• _Exercise goal_
Pull each line holding the word "MISSING" from the data.

• _Entries shown_
******
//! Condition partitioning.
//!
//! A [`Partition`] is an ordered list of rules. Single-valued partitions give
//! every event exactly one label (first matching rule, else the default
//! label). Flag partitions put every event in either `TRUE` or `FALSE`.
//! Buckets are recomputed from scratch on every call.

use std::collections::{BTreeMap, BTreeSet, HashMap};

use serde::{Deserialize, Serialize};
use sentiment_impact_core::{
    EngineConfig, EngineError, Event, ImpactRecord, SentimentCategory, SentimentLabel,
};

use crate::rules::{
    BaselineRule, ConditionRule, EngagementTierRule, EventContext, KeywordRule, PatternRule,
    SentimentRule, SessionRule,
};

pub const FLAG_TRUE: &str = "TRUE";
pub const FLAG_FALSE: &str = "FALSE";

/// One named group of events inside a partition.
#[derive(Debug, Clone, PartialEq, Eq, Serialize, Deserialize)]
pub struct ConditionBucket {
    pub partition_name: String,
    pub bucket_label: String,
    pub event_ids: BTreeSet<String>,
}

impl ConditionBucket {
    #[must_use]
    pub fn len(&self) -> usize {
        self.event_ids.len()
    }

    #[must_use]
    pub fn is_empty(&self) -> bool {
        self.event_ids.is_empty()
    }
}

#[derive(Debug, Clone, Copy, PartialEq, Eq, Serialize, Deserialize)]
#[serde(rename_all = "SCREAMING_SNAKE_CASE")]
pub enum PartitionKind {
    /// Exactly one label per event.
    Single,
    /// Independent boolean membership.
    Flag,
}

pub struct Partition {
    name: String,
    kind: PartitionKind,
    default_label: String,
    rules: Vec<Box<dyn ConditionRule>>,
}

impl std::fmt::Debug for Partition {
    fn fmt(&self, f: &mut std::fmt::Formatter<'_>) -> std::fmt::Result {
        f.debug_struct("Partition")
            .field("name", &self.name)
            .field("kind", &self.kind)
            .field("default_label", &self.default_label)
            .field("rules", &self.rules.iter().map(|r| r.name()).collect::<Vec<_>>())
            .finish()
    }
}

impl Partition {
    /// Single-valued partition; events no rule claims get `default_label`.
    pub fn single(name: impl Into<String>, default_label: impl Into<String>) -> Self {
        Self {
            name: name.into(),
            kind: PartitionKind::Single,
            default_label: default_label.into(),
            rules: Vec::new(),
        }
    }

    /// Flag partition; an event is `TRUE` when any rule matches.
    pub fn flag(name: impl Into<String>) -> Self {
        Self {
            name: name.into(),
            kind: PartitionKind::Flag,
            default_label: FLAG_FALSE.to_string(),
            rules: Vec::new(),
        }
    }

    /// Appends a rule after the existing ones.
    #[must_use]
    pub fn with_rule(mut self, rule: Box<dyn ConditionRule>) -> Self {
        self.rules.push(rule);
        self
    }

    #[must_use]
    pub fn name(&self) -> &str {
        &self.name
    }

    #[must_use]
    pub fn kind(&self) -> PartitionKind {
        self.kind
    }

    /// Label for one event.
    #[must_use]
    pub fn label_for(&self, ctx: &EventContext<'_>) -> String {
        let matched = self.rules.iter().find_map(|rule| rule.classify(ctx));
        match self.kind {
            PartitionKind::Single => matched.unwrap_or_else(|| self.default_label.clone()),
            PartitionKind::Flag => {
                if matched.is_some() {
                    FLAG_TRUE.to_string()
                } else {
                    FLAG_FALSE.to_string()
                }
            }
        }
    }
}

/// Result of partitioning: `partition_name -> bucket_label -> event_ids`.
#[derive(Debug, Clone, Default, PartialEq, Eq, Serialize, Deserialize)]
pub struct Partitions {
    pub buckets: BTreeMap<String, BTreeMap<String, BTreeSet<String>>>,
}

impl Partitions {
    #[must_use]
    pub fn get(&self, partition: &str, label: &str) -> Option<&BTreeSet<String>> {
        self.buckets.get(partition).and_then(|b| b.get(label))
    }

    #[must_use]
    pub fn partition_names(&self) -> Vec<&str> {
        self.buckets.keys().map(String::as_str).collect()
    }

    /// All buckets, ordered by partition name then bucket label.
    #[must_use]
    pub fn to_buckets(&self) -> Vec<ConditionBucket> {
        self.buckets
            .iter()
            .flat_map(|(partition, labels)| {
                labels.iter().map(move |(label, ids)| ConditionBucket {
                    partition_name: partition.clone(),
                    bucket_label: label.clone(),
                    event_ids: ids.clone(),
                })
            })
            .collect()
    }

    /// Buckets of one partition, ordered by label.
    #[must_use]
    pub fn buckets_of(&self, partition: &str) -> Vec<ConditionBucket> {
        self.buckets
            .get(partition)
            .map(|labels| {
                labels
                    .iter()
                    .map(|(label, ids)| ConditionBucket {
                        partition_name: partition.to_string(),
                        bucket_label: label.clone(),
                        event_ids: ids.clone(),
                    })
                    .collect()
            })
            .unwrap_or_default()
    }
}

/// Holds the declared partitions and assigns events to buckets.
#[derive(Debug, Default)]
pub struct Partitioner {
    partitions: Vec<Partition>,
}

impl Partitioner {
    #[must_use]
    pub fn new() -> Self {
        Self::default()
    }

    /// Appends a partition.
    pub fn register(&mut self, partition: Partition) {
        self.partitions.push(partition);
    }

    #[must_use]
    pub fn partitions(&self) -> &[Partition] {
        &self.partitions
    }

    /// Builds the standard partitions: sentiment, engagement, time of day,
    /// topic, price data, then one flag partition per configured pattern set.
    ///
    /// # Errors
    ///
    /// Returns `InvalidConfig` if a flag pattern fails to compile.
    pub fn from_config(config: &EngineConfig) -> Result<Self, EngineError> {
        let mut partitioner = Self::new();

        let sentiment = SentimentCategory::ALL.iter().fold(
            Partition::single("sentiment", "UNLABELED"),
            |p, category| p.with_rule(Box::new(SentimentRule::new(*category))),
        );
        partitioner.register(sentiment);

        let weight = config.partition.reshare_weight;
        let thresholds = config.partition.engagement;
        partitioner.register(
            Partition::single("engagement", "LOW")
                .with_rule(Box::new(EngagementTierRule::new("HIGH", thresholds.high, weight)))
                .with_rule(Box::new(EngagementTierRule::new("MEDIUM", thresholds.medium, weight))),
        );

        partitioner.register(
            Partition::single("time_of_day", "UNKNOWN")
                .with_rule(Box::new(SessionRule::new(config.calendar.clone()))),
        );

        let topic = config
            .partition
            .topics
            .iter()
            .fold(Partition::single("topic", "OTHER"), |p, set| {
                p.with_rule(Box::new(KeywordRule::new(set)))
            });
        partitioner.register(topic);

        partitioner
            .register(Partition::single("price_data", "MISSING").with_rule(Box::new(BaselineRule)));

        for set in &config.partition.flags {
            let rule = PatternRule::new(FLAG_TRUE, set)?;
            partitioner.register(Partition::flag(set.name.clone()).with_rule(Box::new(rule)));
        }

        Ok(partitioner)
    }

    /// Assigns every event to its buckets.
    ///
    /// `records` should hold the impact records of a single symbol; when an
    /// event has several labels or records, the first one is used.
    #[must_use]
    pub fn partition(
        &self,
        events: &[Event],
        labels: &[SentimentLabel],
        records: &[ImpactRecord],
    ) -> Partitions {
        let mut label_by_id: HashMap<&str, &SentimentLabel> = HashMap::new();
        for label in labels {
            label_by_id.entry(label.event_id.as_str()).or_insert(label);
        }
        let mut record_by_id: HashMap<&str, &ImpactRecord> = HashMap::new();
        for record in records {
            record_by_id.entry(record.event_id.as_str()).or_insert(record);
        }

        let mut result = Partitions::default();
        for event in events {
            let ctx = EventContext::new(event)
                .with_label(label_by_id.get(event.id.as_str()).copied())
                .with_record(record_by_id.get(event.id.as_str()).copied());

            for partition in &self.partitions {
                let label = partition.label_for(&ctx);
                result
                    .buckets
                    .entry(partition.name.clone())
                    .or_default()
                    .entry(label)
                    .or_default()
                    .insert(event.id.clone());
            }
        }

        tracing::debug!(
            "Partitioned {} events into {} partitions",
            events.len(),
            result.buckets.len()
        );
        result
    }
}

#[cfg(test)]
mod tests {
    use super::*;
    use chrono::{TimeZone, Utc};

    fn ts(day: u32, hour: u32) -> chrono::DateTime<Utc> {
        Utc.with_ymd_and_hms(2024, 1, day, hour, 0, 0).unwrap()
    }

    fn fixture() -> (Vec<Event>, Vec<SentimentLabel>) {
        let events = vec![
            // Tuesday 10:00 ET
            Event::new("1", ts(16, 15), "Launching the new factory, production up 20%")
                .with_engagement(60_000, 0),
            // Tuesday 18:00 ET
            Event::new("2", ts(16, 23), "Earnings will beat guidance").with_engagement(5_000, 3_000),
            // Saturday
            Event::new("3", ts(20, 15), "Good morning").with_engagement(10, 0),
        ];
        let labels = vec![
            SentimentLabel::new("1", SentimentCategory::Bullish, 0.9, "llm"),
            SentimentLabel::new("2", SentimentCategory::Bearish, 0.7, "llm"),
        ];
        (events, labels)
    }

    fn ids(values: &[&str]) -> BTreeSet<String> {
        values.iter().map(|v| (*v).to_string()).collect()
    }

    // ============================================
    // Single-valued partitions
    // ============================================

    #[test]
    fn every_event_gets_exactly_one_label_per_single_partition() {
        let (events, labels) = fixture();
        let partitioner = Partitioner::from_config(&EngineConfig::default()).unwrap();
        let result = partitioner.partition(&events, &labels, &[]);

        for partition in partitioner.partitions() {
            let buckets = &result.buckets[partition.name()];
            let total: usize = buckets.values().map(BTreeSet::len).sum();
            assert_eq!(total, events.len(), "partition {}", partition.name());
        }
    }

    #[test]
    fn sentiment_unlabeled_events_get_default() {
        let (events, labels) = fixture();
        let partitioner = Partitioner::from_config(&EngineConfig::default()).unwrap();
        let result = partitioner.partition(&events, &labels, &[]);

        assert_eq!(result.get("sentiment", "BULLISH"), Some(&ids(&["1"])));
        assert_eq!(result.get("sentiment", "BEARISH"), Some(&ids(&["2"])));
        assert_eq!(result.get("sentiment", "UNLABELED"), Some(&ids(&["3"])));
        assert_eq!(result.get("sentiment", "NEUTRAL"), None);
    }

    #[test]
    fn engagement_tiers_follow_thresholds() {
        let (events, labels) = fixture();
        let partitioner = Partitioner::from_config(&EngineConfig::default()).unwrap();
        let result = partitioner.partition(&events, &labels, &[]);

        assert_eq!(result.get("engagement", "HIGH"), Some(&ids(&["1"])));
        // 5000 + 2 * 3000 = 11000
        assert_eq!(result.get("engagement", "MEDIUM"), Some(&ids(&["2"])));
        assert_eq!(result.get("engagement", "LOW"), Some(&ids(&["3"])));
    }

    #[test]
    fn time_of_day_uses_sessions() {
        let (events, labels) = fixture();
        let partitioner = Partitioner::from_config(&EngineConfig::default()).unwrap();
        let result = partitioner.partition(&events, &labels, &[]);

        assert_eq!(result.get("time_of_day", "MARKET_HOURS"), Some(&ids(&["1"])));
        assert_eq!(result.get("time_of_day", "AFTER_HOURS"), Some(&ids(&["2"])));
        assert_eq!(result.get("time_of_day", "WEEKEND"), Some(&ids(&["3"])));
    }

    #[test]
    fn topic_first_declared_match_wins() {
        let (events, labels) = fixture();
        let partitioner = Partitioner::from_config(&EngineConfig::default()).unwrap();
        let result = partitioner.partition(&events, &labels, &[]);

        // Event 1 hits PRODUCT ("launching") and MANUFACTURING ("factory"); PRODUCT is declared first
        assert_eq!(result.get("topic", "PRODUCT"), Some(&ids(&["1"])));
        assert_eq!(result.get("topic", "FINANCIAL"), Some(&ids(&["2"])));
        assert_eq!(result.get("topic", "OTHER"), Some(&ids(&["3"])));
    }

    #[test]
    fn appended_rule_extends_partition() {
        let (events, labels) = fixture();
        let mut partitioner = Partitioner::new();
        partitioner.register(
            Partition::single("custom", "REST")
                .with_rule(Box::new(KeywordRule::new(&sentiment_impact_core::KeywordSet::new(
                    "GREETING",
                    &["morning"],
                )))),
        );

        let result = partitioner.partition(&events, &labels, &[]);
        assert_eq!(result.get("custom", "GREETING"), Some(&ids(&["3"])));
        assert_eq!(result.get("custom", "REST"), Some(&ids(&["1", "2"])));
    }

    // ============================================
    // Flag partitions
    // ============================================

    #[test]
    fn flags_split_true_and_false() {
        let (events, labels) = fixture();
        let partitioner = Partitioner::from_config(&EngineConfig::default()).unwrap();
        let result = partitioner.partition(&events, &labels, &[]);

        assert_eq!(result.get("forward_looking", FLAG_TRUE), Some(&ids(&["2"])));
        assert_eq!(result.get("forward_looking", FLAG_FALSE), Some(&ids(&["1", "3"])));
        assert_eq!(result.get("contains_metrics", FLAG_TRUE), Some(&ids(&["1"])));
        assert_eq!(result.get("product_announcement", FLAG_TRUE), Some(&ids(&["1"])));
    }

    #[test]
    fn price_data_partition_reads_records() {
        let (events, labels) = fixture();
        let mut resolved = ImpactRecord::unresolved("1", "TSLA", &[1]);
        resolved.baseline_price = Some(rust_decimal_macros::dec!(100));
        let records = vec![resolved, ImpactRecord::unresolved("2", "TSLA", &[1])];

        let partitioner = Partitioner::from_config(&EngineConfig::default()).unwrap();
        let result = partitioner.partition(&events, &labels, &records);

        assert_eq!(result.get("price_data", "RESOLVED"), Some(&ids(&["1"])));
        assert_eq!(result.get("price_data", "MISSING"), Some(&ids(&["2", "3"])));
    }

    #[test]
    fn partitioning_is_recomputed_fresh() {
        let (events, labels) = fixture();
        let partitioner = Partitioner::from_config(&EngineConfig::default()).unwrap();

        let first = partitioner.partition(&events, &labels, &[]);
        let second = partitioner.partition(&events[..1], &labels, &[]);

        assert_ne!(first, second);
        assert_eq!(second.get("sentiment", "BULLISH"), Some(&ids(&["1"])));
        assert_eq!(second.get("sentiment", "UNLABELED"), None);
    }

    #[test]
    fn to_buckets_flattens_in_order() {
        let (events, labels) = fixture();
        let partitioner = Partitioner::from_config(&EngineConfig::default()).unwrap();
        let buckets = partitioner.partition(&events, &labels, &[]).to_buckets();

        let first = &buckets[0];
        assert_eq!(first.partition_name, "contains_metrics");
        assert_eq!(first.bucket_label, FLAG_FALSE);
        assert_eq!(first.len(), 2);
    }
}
******
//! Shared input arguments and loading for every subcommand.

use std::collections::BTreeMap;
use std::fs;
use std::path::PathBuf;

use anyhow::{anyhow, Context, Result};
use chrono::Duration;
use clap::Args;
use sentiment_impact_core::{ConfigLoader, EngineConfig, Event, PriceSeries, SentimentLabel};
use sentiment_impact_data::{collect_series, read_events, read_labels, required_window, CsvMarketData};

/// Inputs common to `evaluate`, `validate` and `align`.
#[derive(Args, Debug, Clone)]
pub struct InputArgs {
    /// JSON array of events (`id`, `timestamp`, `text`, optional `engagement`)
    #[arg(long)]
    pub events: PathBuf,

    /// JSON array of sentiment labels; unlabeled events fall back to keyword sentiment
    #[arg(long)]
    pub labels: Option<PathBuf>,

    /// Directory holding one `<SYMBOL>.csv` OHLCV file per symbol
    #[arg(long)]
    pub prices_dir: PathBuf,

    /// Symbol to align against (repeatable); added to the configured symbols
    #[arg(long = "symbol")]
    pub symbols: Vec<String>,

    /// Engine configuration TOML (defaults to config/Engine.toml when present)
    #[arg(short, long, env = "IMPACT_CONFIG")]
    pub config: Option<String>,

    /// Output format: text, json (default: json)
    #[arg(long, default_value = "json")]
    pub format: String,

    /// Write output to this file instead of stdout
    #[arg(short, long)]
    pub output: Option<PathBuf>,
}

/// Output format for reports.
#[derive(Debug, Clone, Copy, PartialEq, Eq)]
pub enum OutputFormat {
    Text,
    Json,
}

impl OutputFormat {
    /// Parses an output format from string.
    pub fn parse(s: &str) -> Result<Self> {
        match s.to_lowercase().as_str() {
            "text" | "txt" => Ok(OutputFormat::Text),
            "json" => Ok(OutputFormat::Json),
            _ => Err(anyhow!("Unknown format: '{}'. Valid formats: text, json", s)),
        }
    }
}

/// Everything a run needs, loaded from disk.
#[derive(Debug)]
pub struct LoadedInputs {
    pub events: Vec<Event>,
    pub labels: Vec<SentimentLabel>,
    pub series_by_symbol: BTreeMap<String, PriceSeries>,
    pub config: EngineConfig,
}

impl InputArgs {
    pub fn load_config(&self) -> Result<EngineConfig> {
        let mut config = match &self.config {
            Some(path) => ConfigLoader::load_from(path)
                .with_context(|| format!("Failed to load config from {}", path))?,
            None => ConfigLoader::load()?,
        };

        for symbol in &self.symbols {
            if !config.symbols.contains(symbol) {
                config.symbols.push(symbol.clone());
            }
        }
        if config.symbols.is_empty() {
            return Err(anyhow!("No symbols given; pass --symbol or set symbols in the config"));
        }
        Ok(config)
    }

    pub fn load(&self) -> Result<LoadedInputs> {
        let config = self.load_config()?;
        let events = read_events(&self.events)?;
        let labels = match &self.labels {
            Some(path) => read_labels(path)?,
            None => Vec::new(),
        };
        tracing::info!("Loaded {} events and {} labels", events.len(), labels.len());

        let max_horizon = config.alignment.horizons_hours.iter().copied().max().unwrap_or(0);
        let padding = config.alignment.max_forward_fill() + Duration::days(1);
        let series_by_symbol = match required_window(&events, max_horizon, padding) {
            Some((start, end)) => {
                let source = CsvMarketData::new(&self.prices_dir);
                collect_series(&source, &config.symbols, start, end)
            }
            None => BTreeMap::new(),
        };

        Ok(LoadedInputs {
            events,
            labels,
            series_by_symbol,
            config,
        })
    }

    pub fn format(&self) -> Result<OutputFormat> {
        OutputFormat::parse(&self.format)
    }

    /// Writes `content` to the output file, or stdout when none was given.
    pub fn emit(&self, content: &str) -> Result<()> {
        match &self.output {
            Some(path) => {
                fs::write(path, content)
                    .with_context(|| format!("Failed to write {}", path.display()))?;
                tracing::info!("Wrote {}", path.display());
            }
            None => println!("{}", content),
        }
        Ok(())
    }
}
******
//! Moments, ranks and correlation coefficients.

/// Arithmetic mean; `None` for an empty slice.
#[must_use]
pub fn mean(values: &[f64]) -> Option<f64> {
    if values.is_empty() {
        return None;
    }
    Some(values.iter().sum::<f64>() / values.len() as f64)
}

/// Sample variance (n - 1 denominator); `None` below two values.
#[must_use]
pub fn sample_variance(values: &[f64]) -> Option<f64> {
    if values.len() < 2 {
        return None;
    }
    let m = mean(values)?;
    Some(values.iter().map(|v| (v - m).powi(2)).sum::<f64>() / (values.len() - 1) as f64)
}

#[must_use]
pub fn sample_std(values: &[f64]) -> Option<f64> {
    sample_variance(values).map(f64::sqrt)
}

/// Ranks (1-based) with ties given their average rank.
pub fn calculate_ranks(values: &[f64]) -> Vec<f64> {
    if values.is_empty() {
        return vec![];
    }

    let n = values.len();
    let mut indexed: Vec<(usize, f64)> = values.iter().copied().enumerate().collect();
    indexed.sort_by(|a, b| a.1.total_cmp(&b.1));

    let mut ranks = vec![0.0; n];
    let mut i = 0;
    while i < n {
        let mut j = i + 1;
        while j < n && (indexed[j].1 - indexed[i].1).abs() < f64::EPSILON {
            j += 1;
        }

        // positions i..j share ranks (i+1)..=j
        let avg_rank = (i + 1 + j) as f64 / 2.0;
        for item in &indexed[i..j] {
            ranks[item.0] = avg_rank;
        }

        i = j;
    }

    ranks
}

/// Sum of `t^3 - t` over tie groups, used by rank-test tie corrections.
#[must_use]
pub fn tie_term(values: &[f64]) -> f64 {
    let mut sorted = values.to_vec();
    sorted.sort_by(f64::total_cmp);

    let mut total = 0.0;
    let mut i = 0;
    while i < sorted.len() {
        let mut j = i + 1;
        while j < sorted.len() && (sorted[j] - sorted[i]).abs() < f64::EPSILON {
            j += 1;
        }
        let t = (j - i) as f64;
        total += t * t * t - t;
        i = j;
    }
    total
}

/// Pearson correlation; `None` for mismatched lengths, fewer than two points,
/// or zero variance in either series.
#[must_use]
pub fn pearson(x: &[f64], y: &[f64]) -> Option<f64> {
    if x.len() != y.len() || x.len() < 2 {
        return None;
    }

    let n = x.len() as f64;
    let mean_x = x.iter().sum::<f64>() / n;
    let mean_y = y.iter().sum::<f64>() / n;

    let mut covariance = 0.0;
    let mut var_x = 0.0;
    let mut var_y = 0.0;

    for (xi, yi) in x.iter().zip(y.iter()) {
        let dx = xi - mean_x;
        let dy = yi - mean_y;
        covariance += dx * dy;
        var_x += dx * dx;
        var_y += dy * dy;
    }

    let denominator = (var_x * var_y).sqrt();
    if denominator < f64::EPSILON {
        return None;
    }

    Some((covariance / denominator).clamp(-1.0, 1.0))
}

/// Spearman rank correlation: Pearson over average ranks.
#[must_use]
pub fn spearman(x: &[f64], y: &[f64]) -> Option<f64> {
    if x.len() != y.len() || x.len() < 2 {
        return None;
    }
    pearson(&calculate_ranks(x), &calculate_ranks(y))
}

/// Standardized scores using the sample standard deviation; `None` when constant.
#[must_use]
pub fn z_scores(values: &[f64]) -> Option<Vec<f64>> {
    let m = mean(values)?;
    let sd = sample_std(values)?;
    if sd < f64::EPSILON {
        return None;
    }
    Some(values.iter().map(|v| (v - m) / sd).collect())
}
******
• _Exercise answer_
            .register(Partition::single("price_data", "MISSING").with_rule(Box::new(BaselineRule)));
        assert_eq!(result.get("price_data", "MISSING"), Some(&ids(&["2", "3"])));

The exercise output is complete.